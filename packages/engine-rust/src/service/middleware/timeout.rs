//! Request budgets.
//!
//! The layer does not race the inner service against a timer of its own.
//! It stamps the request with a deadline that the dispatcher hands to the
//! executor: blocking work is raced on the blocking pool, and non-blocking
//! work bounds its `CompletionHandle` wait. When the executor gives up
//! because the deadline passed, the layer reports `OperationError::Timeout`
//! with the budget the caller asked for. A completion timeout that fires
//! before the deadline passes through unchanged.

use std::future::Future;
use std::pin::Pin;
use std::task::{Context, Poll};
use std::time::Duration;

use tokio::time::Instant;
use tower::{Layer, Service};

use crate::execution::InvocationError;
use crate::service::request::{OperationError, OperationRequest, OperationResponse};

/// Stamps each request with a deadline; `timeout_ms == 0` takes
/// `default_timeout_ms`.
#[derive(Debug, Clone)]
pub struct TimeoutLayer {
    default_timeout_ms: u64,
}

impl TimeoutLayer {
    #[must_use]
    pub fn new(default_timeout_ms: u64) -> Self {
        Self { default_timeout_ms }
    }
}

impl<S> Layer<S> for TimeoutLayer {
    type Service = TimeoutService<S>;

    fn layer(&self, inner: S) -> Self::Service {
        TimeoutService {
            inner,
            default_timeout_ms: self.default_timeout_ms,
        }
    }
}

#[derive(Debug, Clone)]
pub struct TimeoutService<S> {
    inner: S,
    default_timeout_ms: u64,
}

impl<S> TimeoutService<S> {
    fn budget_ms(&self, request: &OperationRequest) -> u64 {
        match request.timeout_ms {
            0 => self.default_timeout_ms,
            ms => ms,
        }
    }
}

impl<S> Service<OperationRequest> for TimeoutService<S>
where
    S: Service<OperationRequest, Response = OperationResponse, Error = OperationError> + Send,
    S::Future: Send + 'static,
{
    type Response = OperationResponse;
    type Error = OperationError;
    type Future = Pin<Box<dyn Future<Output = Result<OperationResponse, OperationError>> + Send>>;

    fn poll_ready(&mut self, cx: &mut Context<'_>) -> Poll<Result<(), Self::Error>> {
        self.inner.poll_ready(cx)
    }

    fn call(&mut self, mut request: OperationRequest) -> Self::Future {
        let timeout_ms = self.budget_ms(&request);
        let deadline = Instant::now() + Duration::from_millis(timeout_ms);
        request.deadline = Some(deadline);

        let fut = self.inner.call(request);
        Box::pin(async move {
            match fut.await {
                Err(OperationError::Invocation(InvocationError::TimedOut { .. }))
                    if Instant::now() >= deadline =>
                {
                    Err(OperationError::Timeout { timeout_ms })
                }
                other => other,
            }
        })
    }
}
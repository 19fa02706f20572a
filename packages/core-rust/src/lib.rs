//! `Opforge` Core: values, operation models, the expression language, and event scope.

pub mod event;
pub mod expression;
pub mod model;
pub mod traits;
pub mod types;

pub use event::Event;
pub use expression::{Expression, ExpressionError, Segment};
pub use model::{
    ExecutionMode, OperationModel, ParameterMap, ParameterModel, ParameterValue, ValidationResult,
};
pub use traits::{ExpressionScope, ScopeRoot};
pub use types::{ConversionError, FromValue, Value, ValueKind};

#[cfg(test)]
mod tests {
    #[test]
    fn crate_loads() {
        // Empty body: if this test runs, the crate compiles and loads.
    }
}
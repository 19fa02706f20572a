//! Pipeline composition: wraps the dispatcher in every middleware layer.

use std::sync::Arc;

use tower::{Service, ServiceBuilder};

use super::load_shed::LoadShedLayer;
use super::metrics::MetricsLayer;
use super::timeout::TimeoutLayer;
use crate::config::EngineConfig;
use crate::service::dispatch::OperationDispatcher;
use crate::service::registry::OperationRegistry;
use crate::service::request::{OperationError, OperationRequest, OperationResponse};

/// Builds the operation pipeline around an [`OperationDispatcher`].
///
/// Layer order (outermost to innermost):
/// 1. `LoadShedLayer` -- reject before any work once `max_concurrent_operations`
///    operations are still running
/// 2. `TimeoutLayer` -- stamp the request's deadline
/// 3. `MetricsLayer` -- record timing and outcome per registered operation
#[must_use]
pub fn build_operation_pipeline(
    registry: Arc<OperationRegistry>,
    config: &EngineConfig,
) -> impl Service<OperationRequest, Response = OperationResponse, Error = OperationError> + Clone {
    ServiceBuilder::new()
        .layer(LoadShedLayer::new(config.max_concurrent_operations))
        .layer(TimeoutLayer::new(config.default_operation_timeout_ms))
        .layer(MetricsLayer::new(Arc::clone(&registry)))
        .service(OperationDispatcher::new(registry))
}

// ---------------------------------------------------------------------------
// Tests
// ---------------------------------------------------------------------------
----
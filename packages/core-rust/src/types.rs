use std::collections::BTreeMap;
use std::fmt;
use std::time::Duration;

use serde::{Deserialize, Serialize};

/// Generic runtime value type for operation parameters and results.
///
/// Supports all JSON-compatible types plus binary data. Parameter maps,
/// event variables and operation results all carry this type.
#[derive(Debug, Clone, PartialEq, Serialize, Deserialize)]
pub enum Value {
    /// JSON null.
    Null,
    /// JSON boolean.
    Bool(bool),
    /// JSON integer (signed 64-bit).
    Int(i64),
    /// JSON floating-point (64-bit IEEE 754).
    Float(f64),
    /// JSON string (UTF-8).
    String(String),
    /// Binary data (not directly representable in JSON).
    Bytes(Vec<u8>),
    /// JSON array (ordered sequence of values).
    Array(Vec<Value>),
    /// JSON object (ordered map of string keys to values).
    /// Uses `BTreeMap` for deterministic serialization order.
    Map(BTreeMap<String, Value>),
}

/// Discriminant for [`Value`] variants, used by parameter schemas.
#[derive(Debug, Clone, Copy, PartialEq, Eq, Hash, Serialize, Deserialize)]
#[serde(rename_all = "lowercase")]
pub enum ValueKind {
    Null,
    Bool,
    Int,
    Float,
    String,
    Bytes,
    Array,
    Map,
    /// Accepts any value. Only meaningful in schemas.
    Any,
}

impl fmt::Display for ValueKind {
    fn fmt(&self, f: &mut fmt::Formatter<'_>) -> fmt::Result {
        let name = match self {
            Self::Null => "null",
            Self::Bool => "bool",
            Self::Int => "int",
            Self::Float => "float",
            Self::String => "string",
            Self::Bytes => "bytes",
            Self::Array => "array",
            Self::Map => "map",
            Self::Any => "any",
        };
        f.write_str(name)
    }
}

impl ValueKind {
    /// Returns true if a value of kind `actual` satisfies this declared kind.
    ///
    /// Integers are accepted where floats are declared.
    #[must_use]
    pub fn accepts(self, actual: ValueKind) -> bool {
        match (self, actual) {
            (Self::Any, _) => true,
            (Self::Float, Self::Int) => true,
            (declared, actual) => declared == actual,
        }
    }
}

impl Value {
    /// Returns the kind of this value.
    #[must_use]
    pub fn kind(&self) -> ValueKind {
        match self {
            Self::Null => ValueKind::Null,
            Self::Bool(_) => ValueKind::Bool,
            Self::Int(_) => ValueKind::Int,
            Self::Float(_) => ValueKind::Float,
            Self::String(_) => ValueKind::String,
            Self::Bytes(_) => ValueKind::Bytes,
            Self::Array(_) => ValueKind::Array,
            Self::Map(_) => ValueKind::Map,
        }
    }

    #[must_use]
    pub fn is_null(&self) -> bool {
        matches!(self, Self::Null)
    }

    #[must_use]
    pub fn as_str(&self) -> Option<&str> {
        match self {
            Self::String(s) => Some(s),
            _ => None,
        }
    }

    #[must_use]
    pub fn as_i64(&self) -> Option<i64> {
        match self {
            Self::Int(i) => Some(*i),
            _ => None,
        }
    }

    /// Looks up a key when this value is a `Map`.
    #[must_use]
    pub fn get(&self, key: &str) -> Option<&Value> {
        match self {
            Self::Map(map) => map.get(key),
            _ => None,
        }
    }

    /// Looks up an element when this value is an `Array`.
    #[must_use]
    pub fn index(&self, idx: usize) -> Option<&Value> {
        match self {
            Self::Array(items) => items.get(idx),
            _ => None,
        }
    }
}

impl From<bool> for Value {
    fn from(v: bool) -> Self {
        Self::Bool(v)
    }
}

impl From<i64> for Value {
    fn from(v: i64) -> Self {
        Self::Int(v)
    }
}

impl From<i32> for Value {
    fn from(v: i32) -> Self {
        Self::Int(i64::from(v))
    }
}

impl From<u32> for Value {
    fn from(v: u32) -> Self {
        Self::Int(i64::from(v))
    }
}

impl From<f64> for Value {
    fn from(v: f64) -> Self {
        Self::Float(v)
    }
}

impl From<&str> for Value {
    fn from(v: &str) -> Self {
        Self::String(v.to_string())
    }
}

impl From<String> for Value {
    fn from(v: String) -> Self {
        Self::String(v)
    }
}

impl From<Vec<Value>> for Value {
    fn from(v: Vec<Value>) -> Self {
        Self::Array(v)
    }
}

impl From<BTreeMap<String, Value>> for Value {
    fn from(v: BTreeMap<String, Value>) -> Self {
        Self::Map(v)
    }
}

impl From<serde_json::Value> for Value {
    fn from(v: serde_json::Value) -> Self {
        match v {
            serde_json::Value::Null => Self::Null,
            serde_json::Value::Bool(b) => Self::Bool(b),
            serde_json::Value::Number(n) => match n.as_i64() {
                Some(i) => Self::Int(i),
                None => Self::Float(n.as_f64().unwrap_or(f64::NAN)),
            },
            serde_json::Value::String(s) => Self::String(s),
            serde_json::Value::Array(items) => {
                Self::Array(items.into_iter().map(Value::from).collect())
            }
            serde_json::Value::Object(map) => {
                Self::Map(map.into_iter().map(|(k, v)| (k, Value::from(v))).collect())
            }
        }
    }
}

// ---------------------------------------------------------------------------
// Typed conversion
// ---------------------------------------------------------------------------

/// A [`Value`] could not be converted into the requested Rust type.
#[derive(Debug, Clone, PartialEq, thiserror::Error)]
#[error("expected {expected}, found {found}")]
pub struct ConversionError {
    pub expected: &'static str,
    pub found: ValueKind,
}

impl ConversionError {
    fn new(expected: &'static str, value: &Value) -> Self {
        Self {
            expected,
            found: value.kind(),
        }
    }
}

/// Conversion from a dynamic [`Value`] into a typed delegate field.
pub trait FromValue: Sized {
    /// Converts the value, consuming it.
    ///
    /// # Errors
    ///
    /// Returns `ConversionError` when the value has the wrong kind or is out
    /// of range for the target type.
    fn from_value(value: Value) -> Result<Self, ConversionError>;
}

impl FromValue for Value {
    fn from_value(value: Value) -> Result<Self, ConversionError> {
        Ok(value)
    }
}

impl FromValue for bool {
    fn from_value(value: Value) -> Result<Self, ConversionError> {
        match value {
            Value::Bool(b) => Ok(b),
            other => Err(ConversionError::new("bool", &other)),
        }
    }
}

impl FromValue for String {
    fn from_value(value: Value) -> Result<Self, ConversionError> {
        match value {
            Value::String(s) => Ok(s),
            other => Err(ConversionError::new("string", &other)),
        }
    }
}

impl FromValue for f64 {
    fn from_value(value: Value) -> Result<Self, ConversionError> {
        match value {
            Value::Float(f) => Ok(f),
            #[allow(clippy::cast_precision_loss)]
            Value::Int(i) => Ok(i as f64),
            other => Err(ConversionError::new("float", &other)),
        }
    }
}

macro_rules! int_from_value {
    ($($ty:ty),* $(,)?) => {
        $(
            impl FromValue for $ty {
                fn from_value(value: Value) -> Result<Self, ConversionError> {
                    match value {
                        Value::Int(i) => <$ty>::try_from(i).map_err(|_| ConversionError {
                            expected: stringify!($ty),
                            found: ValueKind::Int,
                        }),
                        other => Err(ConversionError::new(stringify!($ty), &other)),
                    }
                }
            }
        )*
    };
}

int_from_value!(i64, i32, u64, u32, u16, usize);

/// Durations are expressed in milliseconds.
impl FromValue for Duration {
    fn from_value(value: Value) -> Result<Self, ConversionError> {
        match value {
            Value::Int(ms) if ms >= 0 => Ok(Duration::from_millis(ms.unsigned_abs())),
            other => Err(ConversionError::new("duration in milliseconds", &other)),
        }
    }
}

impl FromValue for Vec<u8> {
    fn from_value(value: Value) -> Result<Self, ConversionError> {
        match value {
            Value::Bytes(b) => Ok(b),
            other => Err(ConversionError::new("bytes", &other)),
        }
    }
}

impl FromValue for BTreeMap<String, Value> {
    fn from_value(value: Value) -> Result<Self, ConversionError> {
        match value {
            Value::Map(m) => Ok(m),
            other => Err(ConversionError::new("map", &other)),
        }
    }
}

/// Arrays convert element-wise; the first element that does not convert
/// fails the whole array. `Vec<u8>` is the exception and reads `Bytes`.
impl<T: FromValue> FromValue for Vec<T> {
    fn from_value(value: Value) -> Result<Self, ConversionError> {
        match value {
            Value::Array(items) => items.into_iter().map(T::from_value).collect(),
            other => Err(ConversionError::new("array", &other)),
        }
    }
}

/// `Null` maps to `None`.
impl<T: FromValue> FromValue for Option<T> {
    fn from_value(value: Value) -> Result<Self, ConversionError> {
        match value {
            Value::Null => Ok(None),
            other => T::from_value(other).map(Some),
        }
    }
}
----
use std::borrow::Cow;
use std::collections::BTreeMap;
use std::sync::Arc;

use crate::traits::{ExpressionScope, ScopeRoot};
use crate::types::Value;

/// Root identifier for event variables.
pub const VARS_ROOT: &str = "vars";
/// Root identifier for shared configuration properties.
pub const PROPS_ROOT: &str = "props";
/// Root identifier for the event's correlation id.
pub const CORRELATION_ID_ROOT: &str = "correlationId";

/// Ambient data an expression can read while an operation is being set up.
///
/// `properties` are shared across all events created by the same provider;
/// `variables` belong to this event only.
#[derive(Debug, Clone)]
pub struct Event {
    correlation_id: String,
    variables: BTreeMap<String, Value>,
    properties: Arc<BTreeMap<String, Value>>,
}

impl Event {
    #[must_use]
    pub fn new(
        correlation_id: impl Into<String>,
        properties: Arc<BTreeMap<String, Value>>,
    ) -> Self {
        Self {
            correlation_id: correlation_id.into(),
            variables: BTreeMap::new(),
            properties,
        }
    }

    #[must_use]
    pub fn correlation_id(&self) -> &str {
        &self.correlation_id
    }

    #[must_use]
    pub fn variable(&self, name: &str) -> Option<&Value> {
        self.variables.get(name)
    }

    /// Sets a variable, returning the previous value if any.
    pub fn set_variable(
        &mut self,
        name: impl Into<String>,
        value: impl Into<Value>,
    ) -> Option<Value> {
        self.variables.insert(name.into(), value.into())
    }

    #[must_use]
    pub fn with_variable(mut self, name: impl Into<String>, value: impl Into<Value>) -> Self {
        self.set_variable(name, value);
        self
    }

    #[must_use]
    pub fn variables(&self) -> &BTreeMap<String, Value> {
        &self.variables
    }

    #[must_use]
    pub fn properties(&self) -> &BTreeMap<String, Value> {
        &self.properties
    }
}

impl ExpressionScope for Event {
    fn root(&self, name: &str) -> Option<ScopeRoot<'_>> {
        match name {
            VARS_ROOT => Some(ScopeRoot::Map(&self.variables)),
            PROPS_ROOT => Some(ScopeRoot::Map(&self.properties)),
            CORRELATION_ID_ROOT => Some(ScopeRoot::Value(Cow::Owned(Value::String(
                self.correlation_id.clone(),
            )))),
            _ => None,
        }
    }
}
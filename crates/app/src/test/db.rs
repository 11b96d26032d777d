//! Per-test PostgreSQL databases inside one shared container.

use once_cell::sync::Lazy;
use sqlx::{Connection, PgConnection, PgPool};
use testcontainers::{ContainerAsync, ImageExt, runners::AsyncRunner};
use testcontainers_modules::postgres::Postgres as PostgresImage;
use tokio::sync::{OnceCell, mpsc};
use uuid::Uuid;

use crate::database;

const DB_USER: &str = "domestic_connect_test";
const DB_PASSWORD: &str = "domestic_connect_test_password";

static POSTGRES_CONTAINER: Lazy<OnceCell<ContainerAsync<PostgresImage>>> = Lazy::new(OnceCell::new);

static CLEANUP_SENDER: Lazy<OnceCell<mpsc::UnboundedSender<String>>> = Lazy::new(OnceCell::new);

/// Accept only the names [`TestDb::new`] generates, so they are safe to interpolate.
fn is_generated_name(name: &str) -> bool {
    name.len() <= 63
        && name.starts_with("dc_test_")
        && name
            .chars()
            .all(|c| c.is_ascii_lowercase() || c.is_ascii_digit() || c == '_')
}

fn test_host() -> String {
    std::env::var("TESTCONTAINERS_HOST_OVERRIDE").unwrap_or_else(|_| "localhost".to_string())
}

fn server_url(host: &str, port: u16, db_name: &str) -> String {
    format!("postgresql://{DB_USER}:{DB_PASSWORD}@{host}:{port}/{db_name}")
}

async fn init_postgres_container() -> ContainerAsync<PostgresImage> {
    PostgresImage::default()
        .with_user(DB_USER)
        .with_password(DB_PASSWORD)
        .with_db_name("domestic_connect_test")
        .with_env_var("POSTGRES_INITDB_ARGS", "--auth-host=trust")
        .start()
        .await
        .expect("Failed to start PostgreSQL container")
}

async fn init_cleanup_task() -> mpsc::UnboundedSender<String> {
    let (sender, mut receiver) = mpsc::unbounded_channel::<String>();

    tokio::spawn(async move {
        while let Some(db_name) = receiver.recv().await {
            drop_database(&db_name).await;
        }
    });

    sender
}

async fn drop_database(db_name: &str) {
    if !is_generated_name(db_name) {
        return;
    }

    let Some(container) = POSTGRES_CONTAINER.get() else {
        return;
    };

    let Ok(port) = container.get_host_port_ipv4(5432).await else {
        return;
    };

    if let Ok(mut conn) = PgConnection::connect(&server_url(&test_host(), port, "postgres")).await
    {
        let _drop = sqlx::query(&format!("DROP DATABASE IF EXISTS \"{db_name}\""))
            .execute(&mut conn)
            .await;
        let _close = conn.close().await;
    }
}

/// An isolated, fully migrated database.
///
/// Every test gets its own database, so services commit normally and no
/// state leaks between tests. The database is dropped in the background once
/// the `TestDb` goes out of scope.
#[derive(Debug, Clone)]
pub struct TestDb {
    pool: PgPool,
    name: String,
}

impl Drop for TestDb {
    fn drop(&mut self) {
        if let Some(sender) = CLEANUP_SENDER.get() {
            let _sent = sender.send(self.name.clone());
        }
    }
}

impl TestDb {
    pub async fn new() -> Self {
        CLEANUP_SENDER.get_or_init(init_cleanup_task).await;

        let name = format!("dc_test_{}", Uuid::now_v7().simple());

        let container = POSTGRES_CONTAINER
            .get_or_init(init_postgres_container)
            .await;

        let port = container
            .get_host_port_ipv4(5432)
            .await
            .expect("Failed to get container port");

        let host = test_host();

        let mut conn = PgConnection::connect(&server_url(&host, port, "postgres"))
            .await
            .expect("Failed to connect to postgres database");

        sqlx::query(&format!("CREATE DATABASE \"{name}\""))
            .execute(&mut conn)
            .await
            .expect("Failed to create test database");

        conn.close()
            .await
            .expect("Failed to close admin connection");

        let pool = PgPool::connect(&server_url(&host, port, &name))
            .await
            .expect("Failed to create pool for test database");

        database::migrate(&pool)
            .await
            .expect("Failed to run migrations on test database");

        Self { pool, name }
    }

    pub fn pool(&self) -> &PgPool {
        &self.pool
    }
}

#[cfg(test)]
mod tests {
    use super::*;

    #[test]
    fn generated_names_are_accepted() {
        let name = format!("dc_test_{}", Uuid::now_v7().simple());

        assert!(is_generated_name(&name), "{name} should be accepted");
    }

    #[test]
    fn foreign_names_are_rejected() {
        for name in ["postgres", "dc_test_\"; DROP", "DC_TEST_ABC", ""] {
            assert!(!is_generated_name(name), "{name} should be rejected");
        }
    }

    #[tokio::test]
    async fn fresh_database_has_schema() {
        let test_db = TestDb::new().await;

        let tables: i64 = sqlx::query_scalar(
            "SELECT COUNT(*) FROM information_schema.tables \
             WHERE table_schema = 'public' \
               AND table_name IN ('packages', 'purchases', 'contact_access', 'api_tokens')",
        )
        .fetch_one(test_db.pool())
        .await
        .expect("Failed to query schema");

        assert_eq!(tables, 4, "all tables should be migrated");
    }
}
----
Show me each line of the listing above with "that" in it.

//! It stamps the request with a deadline that the dispatcher hands to the
//! with the budget the caller asked for. A completion timeout that fires
/// Arrays convert element-wise; the first element that does not convert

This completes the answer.